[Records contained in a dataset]
━━━━━━
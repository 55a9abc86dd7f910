use crate::entities::prelude::*;
use sea_orm_migration::prelude::*;
use sea_orm_migration::sea_orm::Schema;

#[derive(DeriveMigrationName)]
pub struct Migration;

#[async_trait::async_trait]
impl MigrationTrait for Migration {
    async fn up(&self, manager: &SchemaManager) -> Result<(), DbErr> {
        let backend = manager.get_database_backend();
        let schema = Schema::new(backend);

        // The unique account_id column and cascading FK come from the entity.
        manager
            .create_table(
                schema
                    .create_table_from_entity(AuthTokens)
                    .if_not_exists()
                    .to_owned(),
            )
            .await?;

        Ok(())
    }

    async fn down(&self, manager: &SchemaManager) -> Result<(), DbErr> {
        manager
            .drop_table(Table::drop().table(AuthTokens).to_owned())
            .await?;

        Ok(())
    }
}
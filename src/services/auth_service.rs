//! Domain service for registration, login and token authentication.

use serde::Serialize;
use thiserror::Error;

use crate::db::StoreError;
use crate::models::account::{Account, AuthToken};
use crate::services::account_service::AccountError;
use crate::services::account_validator::AccountPayload;

/// Errors specific to authentication operations.
#[derive(Debug, Error)]
pub enum AuthError {
    #[error("Username and password are required")]
    MissingCredentials,

    #[error("Invalid Credentials")]
    InvalidCredentials,

    /// Token authentication failed; the message is shown to the client.
    #[error("{0}")]
    Unauthorized(&'static str),

    #[error("Account rejected: {0}")]
    Account(#[from] AccountError),

    #[error("Database error: {0}")]
    Database(String),

    #[error("Internal error: {0}")]
    Internal(String),
}

impl From<sea_orm::DbErr> for AuthError {
    fn from(err: sea_orm::DbErr) -> Self {
        Self::Database(err.to_string())
    }
}

impl From<anyhow::Error> for AuthError {
    fn from(err: anyhow::Error) -> Self {
        Self::Internal(err.to_string())
    }
}

impl From<StoreError> for AuthError {
    fn from(err: StoreError) -> Self {
        Self::Account(err.into())
    }
}

pub const INVALID_TOKEN: &str = "Invalid token.";
pub const INACTIVE_ACCOUNT: &str = "User inactive or deleted.";

/// Token handed back by register and login.
#[derive(Debug, Clone, PartialEq, Eq, Serialize)]
pub struct AuthGrant {
    pub token: String,
    pub user_id: i32,
}

impl AuthGrant {
    #[must_use]
    pub fn new(token: AuthToken) -> Self {
        Self {
            user_id: token.account_id,
            token: token.key,
        }
    }
}

/// Domain service trait for authentication.
#[async_trait::async_trait]
pub trait AuthService: Send + Sync {
    /// Validates and creates a new account, issuing its token in the same
    /// transaction.
    ///
    /// # Errors
    ///
    /// Returns [`AuthError::Account`] wrapping per-field validation messages.
    async fn register(&self, payload: AccountPayload) -> Result<AuthGrant, AuthError>;

    /// Verifies credentials and returns the account's token.
    ///
    /// # Errors
    ///
    /// Returns [`AuthError::MissingCredentials`] when either value is absent
    /// or empty, [`AuthError::InvalidCredentials`] if login fails.
    async fn login(
        &self,
        username: Option<&str>,
        password: Option<&str>,
    ) -> Result<AuthGrant, AuthError>;

    /// Resolves a presented token to an active account.
    async fn authenticate(&self, key: &str) -> Result<Account, AuthError>;

    /// Returns the account's token, creating it on first use.
    async fn issue_or_get_token(&self, account_id: i32) -> Result<AuthToken, AuthError>;
}
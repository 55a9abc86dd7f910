use clap::Parser;
use roster::cli::Cli;
use roster::{load_config, run};

#[global_allocator]
static GLOBAL: mimalloc::MiMalloc = mimalloc::MiMalloc;

fn main() -> anyhow::Result<()> {
    dotenvy::dotenv().ok();

    let cli = Cli::parse();
    let config = load_config(&cli)?;
    let worker_threads = config.general.worker_threads;

    let mut builder = tokio::runtime::Builder::new_multi_thread();
    builder.enable_all();

    if worker_threads > 0 {
        builder.worker_threads(worker_threads);
    }

    let runtime = builder.build()?;
    runtime.block_on(run(cli, config))
}
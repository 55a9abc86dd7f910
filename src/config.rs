use anyhow::{Context, Result};
use serde::{Deserialize, Serialize};
use std::collections::HashMap;
use std::path::{Path, PathBuf};
use tracing::info;

#[derive(Debug, Clone, Serialize, Deserialize)]
#[serde(default)]
pub struct Config {
    pub general: GeneralConfig,

    pub server: ServerConfig,

    pub security: SecurityConfig,

    pub password_policy: PasswordPolicyConfig,

    pub tokens: TokenConfig,

    pub observability: ObservabilityConfig,
}

#[derive(Debug, Clone, Serialize, Deserialize)]
#[serde(default)]
pub struct GeneralConfig {
    /// `sqlite:` or `postgres://` connection URL.
    pub database_url: String,

    pub log_level: String,

    /// Number of tokio worker threads (default: 2)
    /// Set to 0 to use the number of CPU cores
    pub worker_threads: usize,

    /// Maximum database connections (default: 5)
    pub max_db_connections: u32,

    /// Minimum database connections (default: 1)
    pub min_db_connections: u32,
}

impl Default for GeneralConfig {
    fn default() -> Self {
        Self {
            database_url: "sqlite:data/roster.db".to_string(),
            log_level: "info".to_string(),
            worker_threads: 2,
            max_db_connections: 5,
            min_db_connections: 1,
        }
    }
}

#[derive(Debug, Clone, Serialize, Deserialize)]
#[serde(default)]
pub struct ServerConfig {
    pub bind_address: String,

    pub port: u16,

    /// Host header values this service answers to.
    ///
    /// Empty or containing `*` accepts any host. A leading dot matches the
    /// domain and all of its subdomains (`.example.com`).
    pub allowed_hosts: Vec<String>,

    pub cors_allowed_origins: Vec<String>,
}

impl Default for ServerConfig {
    fn default() -> Self {
        Self {
            bind_address: "0.0.0.0".to_string(),
            port: 8000,
            allowed_hosts: Vec::new(),
            cors_allowed_origins: vec![
                "http://localhost:8000".to_string(),
                "http://127.0.0.1:8000".to_string(),
            ],
        }
    }
}

#[derive(Debug, Clone, Serialize, Deserialize)]
#[serde(default)]
pub struct SecurityConfig {
    /// Argon2 memory cost in KiB (default: 19456 = 19MB)
    pub argon2_memory_cost_kib: u32,

    /// Argon2 time cost (iterations)
    pub argon2_time_cost: u32,

    /// Argon2 parallelism (default: 1)
    pub argon2_parallelism: u32,
}

impl Default for SecurityConfig {
    fn default() -> Self {
        Self {
            argon2_memory_cost_kib: 19 * 1024,
            argon2_time_cost: 2,
            argon2_parallelism: 1,
        }
    }
}

/// Password strength rules, applied in the order listed.
#[derive(Debug, Clone, Copy, PartialEq, Eq, Hash, Serialize, Deserialize)]
#[serde(rename_all = "snake_case")]
pub enum PasswordRule {
    UserAttributeSimilarity,
    MinimumLength,
    CommonPassword,
    Numeric,
}

#[derive(Debug, Clone, Serialize, Deserialize)]
#[serde(default)]
pub struct PasswordPolicyConfig {
    pub rules: Vec<PasswordRule>,

    pub min_length: usize,

    /// Similarity ratio (0.1..=1.0) at which a password counts as too close
    /// to the account's username, names or email.
    pub max_similarity: f64,

    /// Newline separated list replacing the built-in common password list.
    pub common_passwords_path: Option<PathBuf>,
}

impl Default for PasswordPolicyConfig {
    fn default() -> Self {
        Self {
            rules: vec![
                PasswordRule::UserAttributeSimilarity,
                PasswordRule::MinimumLength,
                PasswordRule::CommonPassword,
                PasswordRule::Numeric,
            ],
            min_length: 8,
            max_similarity: 0.7,
            common_passwords_path: None,
        }
    }
}

/// Where issued tokens live. Only the account database is supported; expiry
/// or an external store would hang off this.
#[derive(Debug, Clone, Copy, PartialEq, Eq, Default, Serialize, Deserialize)]
#[serde(rename_all = "snake_case")]
pub enum TokenBackend {
    #[default]
    Database,
}

#[derive(Debug, Clone, Serialize, Deserialize)]
#[serde(default)]
pub struct TokenConfig {
    pub backend: TokenBackend,

    /// Scheme expected in `Authorization: <keyword> <token>`.
    pub header_keyword: String,
}

impl Default for TokenConfig {
    fn default() -> Self {
        Self {
            backend: TokenBackend::Database,
            header_keyword: "Token".to_string(),
        }
    }
}

#[derive(Debug, Clone, Serialize, Deserialize)]
#[serde(default)]
pub struct ObservabilityConfig {
    pub metrics_enabled: bool,

    pub loki_enabled: bool,

    pub loki_url: String,

    pub loki_labels: HashMap<String, String>,
}

impl Default for ObservabilityConfig {
    fn default() -> Self {
        let mut labels = HashMap::new();
        labels.insert("app".to_string(), "roster".to_string());

        Self {
            metrics_enabled: true,
            loki_enabled: false,
            loki_url: "http://localhost:3100".to_string(),
            loki_labels: labels,
        }
    }
}

impl Default for Config {
    fn default() -> Self {
        Self {
            general: GeneralConfig::default(),
            server: ServerConfig::default(),
            security: SecurityConfig::default(),
            password_policy: PasswordPolicyConfig::default(),
            tokens: TokenConfig::default(),
            observability: ObservabilityConfig::default(),
        }
    }
}

impl Config {
    /// Loads the first config file found, then applies `ROSTER_*` environment
    /// overrides.
    pub fn load() -> Result<Self> {
        let paths = Self::config_paths();

        let mut config = None;
        for path in &paths {
            if path.exists() {
                info!("Loading config from: {}", path.display());
                config = Some(Self::load_from_path(path)?);
                break;
            }
        }

        let mut config = config.unwrap_or_else(|| {
            info!("No config file found, using defaults");
            Self::default()
        });
        config.apply_env_overrides(|key| std::env::var(key).ok())?;
        Ok(config)
    }

    pub fn load_from_path(path: &Path) -> Result<Self> {
        let content = std::fs::read_to_string(path)
            .with_context(|| format!("Failed to read config file: {}", path.display()))?;

        let config: Self = toml::from_str(&content)
            .with_context(|| format!("Failed to parse config file: {}", path.display()))?;

        Ok(config)
    }

    pub fn apply_env_overrides<F>(&mut self, var: F) -> Result<()>
    where
        F: Fn(&str) -> Option<String>,
    {
        if let Some(url) = var("ROSTER_DATABASE_URL") {
            self.general.database_url = url;
        }

        if let Some(level) = var("ROSTER_LOG_LEVEL") {
            self.general.log_level = level;
        }

        if let Some(port) = var("ROSTER_PORT") {
            self.server.port = port
                .parse()
                .with_context(|| format!("Invalid ROSTER_PORT: {port}"))?;
        }

        if let Some(hosts) = var("ROSTER_ALLOWED_HOSTS") {
            self.server.allowed_hosts = hosts
                .split(',')
                .map(str::trim)
                .filter(|h| !h.is_empty())
                .map(str::to_string)
                .collect();
        }

        Ok(())
    }

    pub fn save_to_path(&self, path: &Path) -> Result<()> {
        if let Some(parent) = path.parent() {
            std::fs::create_dir_all(parent)?;
        }

        let content = toml::to_string_pretty(self)?;
        std::fs::write(path, content)?;
        info!("Config saved to: {}", path.display());
        Ok(())
    }

    fn config_paths() -> Vec<PathBuf> {
        let mut paths = vec![];

        paths.push(PathBuf::from("config.toml"));

        if let Some(config_dir) = dirs::config_dir() {
            paths.push(config_dir.join("roster").join("config.toml"));
        }

        if let Some(home) = dirs::home_dir() {
            paths.push(home.join(".roster").join("config.toml"));
        }

        paths
    }

    #[must_use]
    pub fn default_config_path() -> PathBuf {
        PathBuf::from("config.toml")
    }

    pub fn create_default_if_missing(path: &Path) -> Result<bool> {
        if path.exists() {
            Ok(false)
        } else {
            let config = Self::default();
            config.save_to_path(path)?;
            info!("Created default config file: {}", path.display());
            Ok(true)
        }
    }

    /// Copy safe to print: credentials in the database URL are masked.
    #[must_use]
    pub fn redacted(&self) -> Self {
        let mut config = self.clone();
        if let Ok(mut url) = url::Url::parse(&config.general.database_url)
            && url.password().is_some()
            && url.set_password(Some("********")).is_ok()
        {
            config.general.database_url = url.to_string();
        }
        config
    }

    pub fn validate(&self) -> Result<()> {
        if self.general.database_url.trim().is_empty() {
            anyhow::bail!("Database URL cannot be empty");
        }

        if self.server.port == 0 {
            anyhow::bail!("Server port must be > 0");
        }

        let policy = &self.password_policy;
        if policy.min_length == 0 {
            anyhow::bail!("Password minimum length must be > 0");
        }

        if !(0.1..=1.0).contains(&policy.max_similarity) {
            anyhow::bail!(
                "Password max_similarity must be between 0.1 and 1.0, got {}",
                policy.max_similarity
            );
        }

        for (i, rule) in policy.rules.iter().enumerate() {
            if policy.rules[..i].contains(rule) {
                anyhow::bail!("Password rule {rule:?} is listed more than once");
            }
        }

        if self.tokens.header_keyword.trim().is_empty()
            || self.tokens.header_keyword.contains(char::is_whitespace)
        {
            anyhow::bail!("Token header keyword must be a single non-empty word");
        }

        Ok(())
    }
}

#[cfg(test)]
mod tests {
    use super::*;

    #[test]
    fn test_default_config() {
        let config = Config::default();
        assert_eq!(config.server.port, 8000);
        assert_eq!(config.password_policy.min_length, 8);
        assert_eq!(config.password_policy.rules.len(), 4);
        assert_eq!(config.tokens.header_keyword, "Token");
        assert!(config.server.allowed_hosts.is_empty());
        assert!(config.validate().is_ok());
    }

    #[test]
    fn test_config_serialization() {
        let config = Config::default();
        let toml_str = toml::to_string_pretty(&config).unwrap();
        assert!(toml_str.contains("[general]"));
        assert!(toml_str.contains("[password_policy]"));
        assert!(toml_str.contains("[tokens]"));
    }

    #[test]
    fn test_config_deserialization() {
        let toml_str = r#"
            [general]
            log_level = "debug"

            [password_policy]
            rules = ["minimum_length", "numeric"]
            min_length = 12
        "#;

        let config: Config = toml::from_str(toml_str).unwrap();
        assert_eq!(config.general.log_level, "debug");
        assert_eq!(
            config.password_policy.rules,
            vec![PasswordRule::MinimumLength, PasswordRule::Numeric]
        );
        assert_eq!(config.password_policy.min_length, 12);
        assert_eq!(config.tokens.backend, TokenBackend::Database);
    }

    #[test]
    fn test_env_overrides() {
        let mut config = Config::default();
        config
            .apply_env_overrides(|key| match key {
                "ROSTER_PORT" => Some("9001".to_string()),
                "ROSTER_ALLOWED_HOSTS" => Some("api.example.com, .example.org,".to_string()),
                _ => None,
            })
            .unwrap();

        assert_eq!(config.server.port, 9001);
        assert_eq!(
            config.server.allowed_hosts,
            vec!["api.example.com".to_string(), ".example.org".to_string()]
        );

        let err = config.apply_env_overrides(|key| {
            (key == "ROSTER_PORT").then(|| "not-a-port".to_string())
        });
        assert!(err.is_err());
    }

    #[test]
    fn test_validate_rejects_bad_policy() {
        let mut config = Config::default();
        config.password_policy.max_similarity = 0.05;
        assert!(config.validate().is_err());

        let mut config = Config::default();
        config.password_policy.rules = vec![PasswordRule::Numeric, PasswordRule::Numeric];
        assert!(config.validate().is_err());

        let mut config = Config::default();
        config.tokens.header_keyword = "Bad Keyword".to_string();
        assert!(config.validate().is_err());
    }

    #[test]
    fn test_redacted_masks_database_password() {
        let mut config = Config::default();
        config.general.database_url = "postgres://roster:hunter2@db:5432/roster".to_string();

        let redacted = config.redacted();
        assert!(!redacted.general.database_url.contains("hunter2"));
        assert!(redacted.general.database_url.contains("roster@db:5432"));

        let sqlite = Config::default().redacted();
        assert_eq!(sqlite.general.database_url, "sqlite:data/roster.db");
    }

    #[test]
    fn test_create_default_if_missing() {
        let path = std::env::temp_dir()
            .join(format!("roster-config-{}", uuid::Uuid::new_v4()))
            .join("config.toml");

        assert!(Config::create_default_if_missing(&path).unwrap());
        assert!(!Config::create_default_if_missing(&path).unwrap());

        let loaded = Config::load_from_path(&path).unwrap();
        assert_eq!(loaded.server.port, Config::default().server.port);

        if let Some(dir) = path.parent() {
            std::fs::remove_dir_all(dir).ok();
        }
    }
}
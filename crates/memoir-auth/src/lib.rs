mod claims;
mod error;
mod token;

pub use claims::Claims;
pub use error::{AuthError, Result};
pub use token::{JwtValidator, TokenSigner};

/// Access token lifetime in seconds (7 days). Sign-in is the only way to
/// obtain a token, so a short TTL would lock self-hosters out of their own
/// instance more often than it would protect anything.
pub const ACCESS_TOKEN_TTL_SECS: i64 = 7 * 24 * 60 * 60;
use crate::{ConfigError, MIN_SECRET_LEN, Result as ConfigResult};

use serde::Deserialize;

#[derive(Debug, Clone, Deserialize, Default)]
#[serde(default)]
pub struct AuthConfig {
    /// HS256 secret for access tokens. Required by `serve`; maintenance
    /// commands run without it.
    pub secret: Option<String>,
}

impl AuthConfig {
    pub fn validate(&self) -> ConfigResult<()> {
        if let Some(ref secret) = self.secret
            && secret.len() < MIN_SECRET_LEN
        {
            return Err(ConfigError::auth(format!(
                "auth.secret must be at least {} characters",
                MIN_SECRET_LEN
            )));
        }

        Ok(())
    }
}
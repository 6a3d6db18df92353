pub mod acting_user;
━━━━━━
Every line from the first entry to the line containing "impl MigrationTrait for" should be transcribed exactly, and nothing beyond it.

repository 55a9abc86dd7f910
use crate::entities::prelude::*;
use sea_orm_migration::prelude::*;
use sea_orm_migration::sea_orm::Schema;

#[derive(DeriveMigrationName)]
pub struct Migration;

#[async_trait::async_trait]
impl MigrationTrait for Migration {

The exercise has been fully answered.